AIM OF THE EXERCISE:
Below is a set of records. Please retype every one exactly.

[Source data]
★ ★ ★

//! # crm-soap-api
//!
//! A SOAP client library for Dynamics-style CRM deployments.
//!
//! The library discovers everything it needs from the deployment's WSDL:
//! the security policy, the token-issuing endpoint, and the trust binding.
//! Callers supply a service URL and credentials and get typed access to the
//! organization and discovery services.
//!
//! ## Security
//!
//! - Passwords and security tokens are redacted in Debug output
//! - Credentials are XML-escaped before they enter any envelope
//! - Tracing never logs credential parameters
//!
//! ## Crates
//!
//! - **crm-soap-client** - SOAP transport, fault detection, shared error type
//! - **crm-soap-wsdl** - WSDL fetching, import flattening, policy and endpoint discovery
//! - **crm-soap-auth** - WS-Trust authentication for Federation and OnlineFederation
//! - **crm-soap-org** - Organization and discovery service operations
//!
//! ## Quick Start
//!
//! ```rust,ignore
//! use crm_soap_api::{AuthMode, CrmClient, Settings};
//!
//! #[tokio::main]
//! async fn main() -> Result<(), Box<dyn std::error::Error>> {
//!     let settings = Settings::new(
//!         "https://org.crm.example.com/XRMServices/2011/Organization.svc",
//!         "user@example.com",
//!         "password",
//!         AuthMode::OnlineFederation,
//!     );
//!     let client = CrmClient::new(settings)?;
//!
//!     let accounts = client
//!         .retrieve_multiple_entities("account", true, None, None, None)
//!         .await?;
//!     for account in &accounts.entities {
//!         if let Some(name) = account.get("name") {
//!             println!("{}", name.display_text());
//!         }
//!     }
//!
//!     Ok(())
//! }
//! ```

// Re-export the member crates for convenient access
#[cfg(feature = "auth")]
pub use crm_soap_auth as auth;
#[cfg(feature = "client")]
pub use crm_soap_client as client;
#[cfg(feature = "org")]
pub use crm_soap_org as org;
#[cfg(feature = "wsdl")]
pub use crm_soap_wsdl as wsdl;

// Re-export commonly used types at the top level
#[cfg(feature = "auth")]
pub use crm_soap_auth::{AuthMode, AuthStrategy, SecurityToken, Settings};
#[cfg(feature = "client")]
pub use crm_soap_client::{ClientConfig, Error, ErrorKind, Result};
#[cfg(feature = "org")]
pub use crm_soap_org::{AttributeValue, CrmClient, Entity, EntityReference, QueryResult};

★ ★ ★

SOLUTION FOR THIS PROBLEM:
//! # crm-soap-api
//!
//! A SOAP client library for Dynamics-style CRM deployments.
//!
//! The library discovers everything it needs from the deployment's WSDL:
//! the security policy, the token-issuing endpoint, and the trust binding.
//! Callers supply a service URL and credentials and get typed access to the
//! organization and discovery services.
//!
//! ## Security
//!
//! - Passwords and security tokens are redacted in Debug output
//! - Credentials are XML-escaped before they enter any envelope
//! - Tracing never logs credential parameters
//!
//! ## Crates
//!
//! - **crm-soap-client** - SOAP transport, fault detection, shared error type
//! - **crm-soap-wsdl** - WSDL fetching, import flattening, policy and endpoint discovery
//! - **crm-soap-auth** - WS-Trust authentication for Federation and OnlineFederation
//! - **crm-soap-org** - Organization and discovery service operations
//!
//! ## Quick Start
//!
//! ```rust,ignore
//! use crm_soap_api::{AuthMode, CrmClient, Settings};
//!
//! #[tokio::main]
//! async fn main() -> Result<(), Box<dyn std::error::Error>> {
//!     let settings = Settings::new(
//!         "https://org.crm.example.com/XRMServices/2011/Organization.svc",
//!         "user@example.com",
//!         "password",
//!         AuthMode::OnlineFederation,
//!     );
//!     let client = CrmClient::new(settings)?;
//!
//!     let accounts = client
//!         .retrieve_multiple_entities("account", true, None, None, None)
//!         .await?;
//!     for account in &accounts.entities {
//!         if let Some(name) = account.get("name") {
//!             println!("{}", name.display_text());
//!         }
//!     }
//!
//!     Ok(())
//! }
//! ```

// Re-export the member crates for convenient access
#[cfg(feature = "auth")]
pub use crm_soap_auth as auth;
#[cfg(feature = "client")]
pub use crm_soap_client as client;
#[cfg(feature = "org")]
pub use crm_soap_org as org;
#[cfg(feature = "wsdl")]
pub use crm_soap_wsdl as wsdl;

// Re-export commonly used types at the top level
#[cfg(feature = "auth")]
pub use crm_soap_auth::{AuthMode, AuthStrategy, SecurityToken, Settings};
#[cfg(feature = "client")]
pub use crm_soap_client::{ClientConfig, Error, ErrorKind, Result};
#[cfg(feature = "org")]
pub use crm_soap_org::{AttributeValue, CrmClient, Entity, EntityReference, QueryResult};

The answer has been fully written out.